Modelling the lead concentration decay in the adsorption of lead onto a granular activated carbon

Abstract

The concentration decay curves for the adsorption of lead on a granular activated carbon from coconut shells are obtained in an agitated batch adsorber. The experimental adsorption rate data are modeling using a complex diffusional model which takes into account adsorption, external mass transfer and intraparticle diffusion. It is assumed that the intraparticle diffusion is due to pore volume diffusion and surface diffusion. The external mass transfer coefficient is estimated from the initial slope of the concentration decay curve. The effective diffusion coefficients are evaluated by matching the experimental concentration decay data with a numerical solution of the mathematical model. The pore volume and surface diffusion model adjusts the data quite well. The results indicate that intraparticle diffusion controls the whole process, diffusion is predominantly due to pore volume diffusion and surface diffusion is negligible.

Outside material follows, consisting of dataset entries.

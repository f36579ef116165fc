//! Core hair asset types
//!
//! Vertices are stored strand-major in one flat sequence: strand `k` owns
//! `vertices[k * vertices_per_strand .. (k + 1) * vertices_per_strand]`.
//! Triangles index strands (root points), not individual vertices.

use serde::Serialize;

/// A strand vertex position
#[derive(Debug, Clone, Copy, PartialEq, Serialize)]
pub struct Vertex {
    pub x: f32,
    pub y: f32,
    pub z: f32,
}

impl Vertex {
    pub fn new(x: f32, y: f32, z: f32) -> Self {
        Vertex { x, y, z }
    }

    /// XY projection used for root triangulation
    pub fn root_point(&self) -> RootPoint {
        RootPoint {
            x: self.x,
            y: self.y,
        }
    }
}

/// Root of a guide strand projected onto the XY plane
#[derive(Debug, Clone, Copy, PartialEq, Serialize)]
pub struct RootPoint {
    pub x: f32,
    pub y: f32,
}

/// Three root-point (guide strand) indices
#[derive(Debug, Clone, Copy, PartialEq, Eq, Hash, Serialize)]
pub struct Triangle(pub [u32; 3]);

impl Triangle {
    pub fn indices(&self) -> [u32; 3] {
        self.0
    }
}

/// Axis-aligned bounding box of all vertices
#[derive(Debug, Clone, Copy, PartialEq, Serialize)]
pub struct Bounds {
    pub min: [f32; 3],
    pub max: [f32; 3],
}

/// Guide strands plus the growth mesh triangulated over their roots
#[derive(Debug, Clone, PartialEq, Serialize)]
#[serde(rename_all = "camelCase")]
pub struct HairAsset {
    pub vertices_per_strand: usize,
    pub vertices: Vec<Vertex>,
    pub triangles: Vec<Triangle>,
}

impl HairAsset {
    pub fn new(vertices_per_strand: usize, vertices: Vec<Vertex>, triangles: Vec<Triangle>) -> Self {
        HairAsset {
            vertices_per_strand,
            vertices,
            triangles,
        }
    }

    pub fn guides_count(&self) -> usize {
        if self.vertices_per_strand == 0 {
            0
        } else {
            self.vertices.len() / self.vertices_per_strand
        }
    }

    pub fn segments_count(&self) -> usize {
        self.vertices_per_strand.saturating_sub(1)
    }

    pub fn triangles_count(&self) -> usize {
        self.triangles.len()
    }

    /// Vertices of guide strand `k`, root first
    pub fn strand(&self, k: usize) -> Option<&[Vertex]> {
        let start = k.checked_mul(self.vertices_per_strand)?;
        let end = start.checked_add(self.vertices_per_strand)?;
        self.vertices.get(start..end)
    }

    pub fn strands(&self) -> impl Iterator<Item = &[Vertex]> {
        self.vertices.chunks_exact(self.vertices_per_strand.max(1))
    }

    /// First vertex of every strand, projected to XY
    pub fn roots(&self) -> Vec<RootPoint> {
        self.strands().map(|s| s[0].root_point()).collect()
    }

    /// Bounding box, or `None` for an empty asset
    pub fn bounds(&self) -> Option<Bounds> {
        let first = self.vertices.first()?;
        let mut min = [first.x, first.y, first.z];
        let mut max = min;
        for v in &self.vertices[1..] {
            for (axis, value) in [v.x, v.y, v.z].into_iter().enumerate() {
                min[axis] = min[axis].min(value);
                max[axis] = max[axis].max(value);
            }
        }
        Some(Bounds { min, max })
    }
}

The logarithm of the pore volume diffusion coefficient is linearly dependent upon the inverse of the temperature, upon the initial pH and upon the maximum amount of lead adsorbed by the activated carbon. The external mass transfer and the pore volume diffusion coefficients increase with the initial temperature, with the initial pH, decrease with the lead initial concentration and pass through a maximum with the adsorbent dose.